Task objective. From the entries, return every line where the string "packages" shows up.

Records supplied.

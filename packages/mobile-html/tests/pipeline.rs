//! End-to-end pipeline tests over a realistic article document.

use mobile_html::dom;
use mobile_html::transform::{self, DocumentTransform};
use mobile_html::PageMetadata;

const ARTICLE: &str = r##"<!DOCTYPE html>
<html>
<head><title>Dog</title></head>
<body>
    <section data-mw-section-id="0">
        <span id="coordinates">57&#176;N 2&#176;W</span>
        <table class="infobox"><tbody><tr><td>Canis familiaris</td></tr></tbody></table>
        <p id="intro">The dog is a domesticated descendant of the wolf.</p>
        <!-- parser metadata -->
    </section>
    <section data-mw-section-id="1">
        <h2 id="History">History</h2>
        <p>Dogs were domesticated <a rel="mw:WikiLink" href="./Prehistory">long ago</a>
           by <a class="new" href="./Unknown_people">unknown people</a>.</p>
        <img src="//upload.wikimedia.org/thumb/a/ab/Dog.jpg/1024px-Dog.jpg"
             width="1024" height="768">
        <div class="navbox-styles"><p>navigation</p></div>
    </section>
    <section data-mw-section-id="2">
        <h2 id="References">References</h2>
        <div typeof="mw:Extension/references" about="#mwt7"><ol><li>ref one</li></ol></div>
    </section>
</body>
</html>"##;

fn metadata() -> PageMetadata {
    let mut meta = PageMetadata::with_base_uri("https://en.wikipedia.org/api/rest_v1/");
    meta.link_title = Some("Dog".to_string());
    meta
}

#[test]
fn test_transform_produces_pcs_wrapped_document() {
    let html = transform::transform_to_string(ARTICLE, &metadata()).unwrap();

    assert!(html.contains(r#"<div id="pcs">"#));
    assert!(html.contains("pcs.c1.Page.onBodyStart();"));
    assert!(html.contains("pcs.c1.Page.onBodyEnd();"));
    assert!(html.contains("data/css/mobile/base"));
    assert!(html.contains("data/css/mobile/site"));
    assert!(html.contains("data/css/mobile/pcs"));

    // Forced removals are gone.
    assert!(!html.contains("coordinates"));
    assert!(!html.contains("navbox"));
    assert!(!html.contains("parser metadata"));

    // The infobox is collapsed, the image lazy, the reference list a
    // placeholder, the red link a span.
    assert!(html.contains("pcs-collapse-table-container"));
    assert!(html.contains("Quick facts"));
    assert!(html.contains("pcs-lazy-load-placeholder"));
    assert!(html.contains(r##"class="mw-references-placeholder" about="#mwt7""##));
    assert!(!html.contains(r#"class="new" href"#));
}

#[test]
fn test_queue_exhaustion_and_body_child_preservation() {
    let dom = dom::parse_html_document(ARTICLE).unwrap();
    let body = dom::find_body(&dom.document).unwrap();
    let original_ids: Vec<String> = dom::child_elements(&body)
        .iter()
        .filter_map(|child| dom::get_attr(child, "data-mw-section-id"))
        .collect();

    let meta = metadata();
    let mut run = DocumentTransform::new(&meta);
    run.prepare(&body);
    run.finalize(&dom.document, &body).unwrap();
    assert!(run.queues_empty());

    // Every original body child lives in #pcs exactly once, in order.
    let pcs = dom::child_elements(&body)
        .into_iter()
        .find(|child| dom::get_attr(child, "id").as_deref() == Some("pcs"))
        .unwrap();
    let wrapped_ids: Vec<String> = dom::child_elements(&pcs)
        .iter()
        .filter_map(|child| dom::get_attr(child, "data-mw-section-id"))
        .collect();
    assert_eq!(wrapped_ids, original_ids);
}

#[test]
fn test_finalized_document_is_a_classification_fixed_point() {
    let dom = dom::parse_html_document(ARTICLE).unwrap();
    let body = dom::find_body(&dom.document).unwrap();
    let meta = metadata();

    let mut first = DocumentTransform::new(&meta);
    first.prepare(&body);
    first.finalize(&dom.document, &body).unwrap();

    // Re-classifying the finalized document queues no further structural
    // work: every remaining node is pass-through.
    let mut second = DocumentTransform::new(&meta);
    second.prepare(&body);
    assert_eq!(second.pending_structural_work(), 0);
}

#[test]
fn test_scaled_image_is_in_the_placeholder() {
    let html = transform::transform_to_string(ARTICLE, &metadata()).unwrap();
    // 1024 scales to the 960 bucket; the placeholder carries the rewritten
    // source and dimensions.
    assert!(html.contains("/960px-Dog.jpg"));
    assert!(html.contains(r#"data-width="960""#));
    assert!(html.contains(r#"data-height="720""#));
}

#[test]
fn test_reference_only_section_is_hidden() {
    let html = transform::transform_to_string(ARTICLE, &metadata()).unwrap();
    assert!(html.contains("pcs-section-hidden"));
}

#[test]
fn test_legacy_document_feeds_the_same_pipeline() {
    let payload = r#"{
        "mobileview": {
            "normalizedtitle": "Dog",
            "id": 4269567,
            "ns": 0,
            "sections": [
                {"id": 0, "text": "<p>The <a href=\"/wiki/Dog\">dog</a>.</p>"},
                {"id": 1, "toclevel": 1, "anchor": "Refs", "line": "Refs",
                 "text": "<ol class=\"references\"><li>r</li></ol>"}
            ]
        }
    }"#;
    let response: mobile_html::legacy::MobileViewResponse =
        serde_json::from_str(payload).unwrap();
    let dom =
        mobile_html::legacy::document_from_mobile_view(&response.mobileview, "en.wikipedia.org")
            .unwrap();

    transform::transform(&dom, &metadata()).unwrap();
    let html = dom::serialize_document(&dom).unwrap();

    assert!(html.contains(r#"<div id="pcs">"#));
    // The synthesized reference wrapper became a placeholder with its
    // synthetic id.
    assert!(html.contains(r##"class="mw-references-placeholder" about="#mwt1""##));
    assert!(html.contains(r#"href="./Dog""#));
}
==
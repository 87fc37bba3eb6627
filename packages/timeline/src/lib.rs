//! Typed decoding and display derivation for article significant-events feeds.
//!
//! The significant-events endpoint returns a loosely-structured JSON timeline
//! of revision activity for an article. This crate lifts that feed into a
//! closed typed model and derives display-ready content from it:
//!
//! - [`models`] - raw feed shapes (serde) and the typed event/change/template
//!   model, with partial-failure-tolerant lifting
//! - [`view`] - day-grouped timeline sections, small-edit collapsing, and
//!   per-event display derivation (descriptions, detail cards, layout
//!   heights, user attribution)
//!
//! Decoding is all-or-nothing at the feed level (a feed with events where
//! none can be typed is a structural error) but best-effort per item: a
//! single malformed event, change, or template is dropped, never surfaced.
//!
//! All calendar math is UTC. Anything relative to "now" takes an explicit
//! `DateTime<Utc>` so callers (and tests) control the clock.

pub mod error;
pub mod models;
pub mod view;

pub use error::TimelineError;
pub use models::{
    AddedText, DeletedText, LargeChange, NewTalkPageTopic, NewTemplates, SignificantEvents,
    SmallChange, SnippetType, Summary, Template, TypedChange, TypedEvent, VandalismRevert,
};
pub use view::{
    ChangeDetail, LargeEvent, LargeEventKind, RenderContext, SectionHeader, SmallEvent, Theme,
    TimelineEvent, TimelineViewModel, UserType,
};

Result.
filename packages/mobile-html/tests/pipeline.rs
filename packages/timeline/src/lib.rs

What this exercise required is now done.